BEGIN Recorded data

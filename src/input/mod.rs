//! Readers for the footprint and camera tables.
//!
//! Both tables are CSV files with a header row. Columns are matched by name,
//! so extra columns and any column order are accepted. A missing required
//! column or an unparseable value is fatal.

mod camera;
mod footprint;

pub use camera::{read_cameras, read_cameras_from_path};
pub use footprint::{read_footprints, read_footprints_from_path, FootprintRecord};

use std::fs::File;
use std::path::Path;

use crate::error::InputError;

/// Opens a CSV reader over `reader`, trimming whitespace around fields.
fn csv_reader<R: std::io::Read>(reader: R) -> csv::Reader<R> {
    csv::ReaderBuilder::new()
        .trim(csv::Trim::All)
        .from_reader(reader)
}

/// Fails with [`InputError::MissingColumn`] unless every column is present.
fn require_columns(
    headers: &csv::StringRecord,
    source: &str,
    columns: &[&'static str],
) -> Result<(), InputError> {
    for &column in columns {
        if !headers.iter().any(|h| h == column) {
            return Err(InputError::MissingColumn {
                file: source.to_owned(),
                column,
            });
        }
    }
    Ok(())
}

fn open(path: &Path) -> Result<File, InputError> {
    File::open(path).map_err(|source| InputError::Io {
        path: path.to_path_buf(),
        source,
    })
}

END Recorded data

### Task prompt
Please take the whole listing and write it out exactly.

### Output below
filename src/input/mod.rs
//! Readers for the footprint and camera tables.
//!
//! Both tables are CSV files with a header row. Columns are matched by name,
//! so extra columns and any column order are accepted. A missing required
//! column or an unparseable value is fatal.

mod camera;
mod footprint;

pub use camera::{read_cameras, read_cameras_from_path};
pub use footprint::{read_footprints, read_footprints_from_path, FootprintRecord};

use std::fs::File;
use std::path::Path;

use crate::error::InputError;

/// Opens a CSV reader over `reader`, trimming whitespace around fields.
fn csv_reader<R: std::io::Read>(reader: R) -> csv::Reader<R> {
    csv::ReaderBuilder::new()
        .trim(csv::Trim::All)
        .from_reader(reader)
}

/// Fails with [`InputError::MissingColumn`] unless every column is present.
fn require_columns(
    headers: &csv::StringRecord,
    source: &str,
    columns: &[&'static str],
) -> Result<(), InputError> {
    for &column in columns {
        if !headers.iter().any(|h| h == column) {
            return Err(InputError::MissingColumn {
                file: source.to_owned(),
                column,
            });
        }
    }
    Ok(())
}

fn open(path: &Path) -> Result<File, InputError> {
    File::open(path).map_err(|source| InputError::Io {
        path: path.to_path_buf(),
        source,
    })
}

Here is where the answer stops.